An indenture signed by Thomas More for a significant property in east London. The transaction covers the manor of Old Ford as well as 14 messuages, 8 tofts, 14 gardens, 240 acres of land, 50 acres of meadow, 24 acres of pasture and 2 acres of woods in Old Ford, 'Stabinghith' [Stepney], Hackney, and Stratford-att-Bowe, all lying just east of the City of London. It was a response to the death without heirs, on 24 March 1533, of Edmund Shaw of Lincoln’s Inn, to whom the estate had been bequeathed, in remainder after his mother’s death, by the will of his father Sir John Shaw in 1503. The grantors recite that they have acquired the manor from Thomas Shaw by common recovery, presumably in order to bar the entail created by his father’s will; they then proceed to grant it back to him on similar trusts.

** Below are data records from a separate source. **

//! The encoder-decoder trunk shared by every network in the crate.

use burn::{module::Ignored, prelude::*};

use crate::{
    checkpoint::{child, ParameterShapes},
    decoder::{DecoderStage, DecoderStageConfig, Upsampling},
    encoder::{EncoderStage, EncoderStageConfig, Pooling},
    error::{ConfigurationError, ShapeMismatchError},
    layer::LayerOrder,
    sampling::{spatial_dims, PoolKind},
};

/// Layout of an [`EncoderDecoder`].
///
/// Encoder stage `i` produces `init_channels * channel_growth^i` channels; all
/// but the first start with pooling. Decoder stages mirror the encoders, one
/// fewer than them, each returning to the channel count of its skip feature.
#[derive(Config, Debug)]
pub struct SkeletonConfig {
    pub in_channels: usize,
    #[config(default = 64)]
    pub init_channels: usize,
    #[config(default = 4)]
    pub depth: usize,
    #[config(default = 2)]
    pub channel_growth: usize,
    /// Order of the operations in every conv sub-layer, see [`LayerOrder`].
    #[config(default = "\"crg\".to_string()")]
    pub layer_order: String,
    #[config(default = "PoolKind::Max")]
    pub pool_kind: PoolKind,
    #[config(default = "[2, 2, 2]")]
    pub pool_kernel: [usize; 3],
    #[config(default = 1)]
    pub pool_padding: usize,
    #[config(default = "Upsampling::Nearest")]
    pub upsampling: Upsampling,
}

impl SkeletonConfig {
    /// GroupNorm group count, half the initial width capped at 32.
    pub fn num_groups(&self) -> usize {
        (self.init_channels / 2).clamp(1, 32)
    }

    /// Output channels of each encoder stage, shallowest first.
    pub fn stage_channels(&self) -> Vec<usize> {
        let mut channels = Vec::with_capacity(self.depth);
        let mut width = self.init_channels;
        for _ in 0..self.depth {
            channels.push(width);
            width *= self.channel_growth;
        }
        channels
    }

    pub fn init<B: Backend>(&self, device: &B::Device) -> Result<EncoderDecoder<B>, ConfigurationError> {
        for (value, what) in [
            (self.in_channels, "input channel count"),
            (self.init_channels, "initial channel count"),
            (self.depth, "network depth"),
            (self.channel_growth, "channel growth factor"),
        ] {
            if value == 0 {
                return Err(ConfigurationError::Zero { what });
            }
        }

        let order: LayerOrder = self.layer_order.parse()?;
        let pooling = Pooling::new(self.pool_kind, self.pool_kernel, self.pool_padding)?;
        if self.upsampling == Upsampling::Transposed
            && (self.pool_padding != 0 || self.pool_kernel.iter().any(|k| *k != 2))
        {
            return Err(ConfigurationError::TransposedUpsampling {
                kernel: self.pool_kernel,
                padding: self.pool_padding,
            });
        }

        let num_groups = self.num_groups();
        let channels = self.stage_channels();
        tracing::debug!(%order, ?channels, num_groups, "building encoder-decoder");

        let mut in_channels = self.in_channels;
        let mut encoders = Vec::with_capacity(self.depth);
        for (i, out_channels) in channels.iter().enumerate() {
            let stage = EncoderStageConfig::new(in_channels, *out_channels, order.clone(), num_groups)
                .with_pooling((i > 0).then_some(pooling))
                .init(device)?;
            encoders.push(stage);
            in_channels = *out_channels;
        }

        let decoders = (0..self.depth.saturating_sub(1))
            .rev()
            .enumerate()
            .map(|(index, level)| {
                let skip_channels = channels[level];
                DecoderStageConfig::new(
                    skip_channels + channels[level + 1],
                    skip_channels,
                    skip_channels,
                    order.clone(),
                    num_groups,
                )
                .with_upsampling(self.upsampling)
                .with_scale_factor(self.pool_kernel)
                .with_index(index)
                .init(device)
            })
            .collect::<Result<Vec<_>, _>>()?;

        Ok(EncoderDecoder {
            encoders,
            decoders,
            order: Ignored(order),
            pool_kernel: Ignored(self.pool_kernel),
        })
    }
}

/// Encoder stages, decoder stages and the skip connections between them.
#[derive(Module, Debug)]
pub struct EncoderDecoder<B: Backend> {
    encoders: Vec<EncoderStage<B>>,
    decoders: Vec<DecoderStage<B>>,
    order: Ignored<LayerOrder>,
    pool_kernel: Ignored<[usize; 3]>,
}

impl<B: Backend> EncoderDecoder<B> {
    /// Run the encoder path, then the decoder path over the encoder features in
    /// reverse. The deepest encoder output is the decoder's starting input and
    /// is never used as a skip connection.
    pub fn forward(&self, x: Tensor<B, 5>) -> Result<Tensor<B, 5>, ShapeMismatchError> {
        self.check_input(&x)?;

        let Some((deepest, shallower)) = self.encoders.split_last() else {
            return Ok(x);
        };

        let mut skips = Vec::with_capacity(shallower.len());
        let mut x = x;
        for encoder in shallower {
            x = encoder.forward(x);
            skips.push(x.clone());
        }
        let mut x = deepest.forward(x);

        for (decoder, skip) in self.decoders.iter().zip(skips.into_iter().rev()) {
            x = decoder.forward(skip, x)?;
        }

        Ok(x)
    }

    pub fn in_channels(&self) -> usize {
        self.encoders
            .first()
            .map(EncoderStage::in_channels)
            .unwrap_or_default()
    }

    /// Channels of the final decoder output.
    pub fn out_channels(&self) -> usize {
        self.encoders
            .first()
            .map(EncoderStage::out_channels)
            .unwrap_or_default()
    }

    pub fn depth(&self) -> usize {
        self.encoders.len()
    }

    pub fn encoders(&self) -> &[EncoderStage<B>] {
        &self.encoders
    }

    pub fn decoders(&self) -> &[DecoderStage<B>] {
        &self.decoders
    }

    pub fn layer_order(&self) -> &LayerOrder {
        &self.order
    }

    /// Each spatial input dimension must be a multiple of this.
    pub fn size_divisor(&self) -> [usize; 3] {
        let levels = self.depth().saturating_sub(1) as u32;
        self.pool_kernel.0.map(|k| k.pow(levels))
    }

    fn check_input(&self, x: &Tensor<B, 5>) -> Result<(), ShapeMismatchError> {
        let expected = self.in_channels();
        let actual = x.dims()[1];
        if expected != actual {
            return Err(ShapeMismatchError::channels("encoder stage 0", expected, actual));
        }

        let dims = spatial_dims(x);
        let factor = self.size_divisor();
        if dims.iter().zip(factor).any(|(d, f)| d % f != 0) {
            return Err(ShapeMismatchError::Indivisible { dims, factor });
        }
        Ok(())
    }
}

impl<B: Backend> ParameterShapes for EncoderDecoder<B> {
    fn parameter_shapes(&self, prefix: &str, out: &mut Vec<(String, Vec<usize>)>) {
        self.encoders.parameter_shapes(&child(prefix, "encoders"), out);
        self.decoders.parameter_shapes(&child(prefix, "decoders"), out);
    }
}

This document is dated a year after More refused to sign the Oath of Supremacy and surrendered the Lord Chancellor's seal and in the same month as he declined to attend the coronation of Anne of Boleyn. It was the latter act that may have sealed his fate with King Henry VIII and he was arrested in April 1534 and executed on 6 July 1535. More's crest is on his seal, which depicts the profile of a stereotyped "Moor" (a pun on his own name).
The signatory Richard Staverton is presumably More’s brother-in-law (the husband of his sister Jane). He was More’s fellow at Lincoln’s Inn, to which they were both admitted on 12 February 1496. Stephen Puncheon, almost certainly a lawyer, was perhaps related to Nicholas Puncheon, one of the sheriffs of London in 1533 (Baker Men of court 1233, 1459).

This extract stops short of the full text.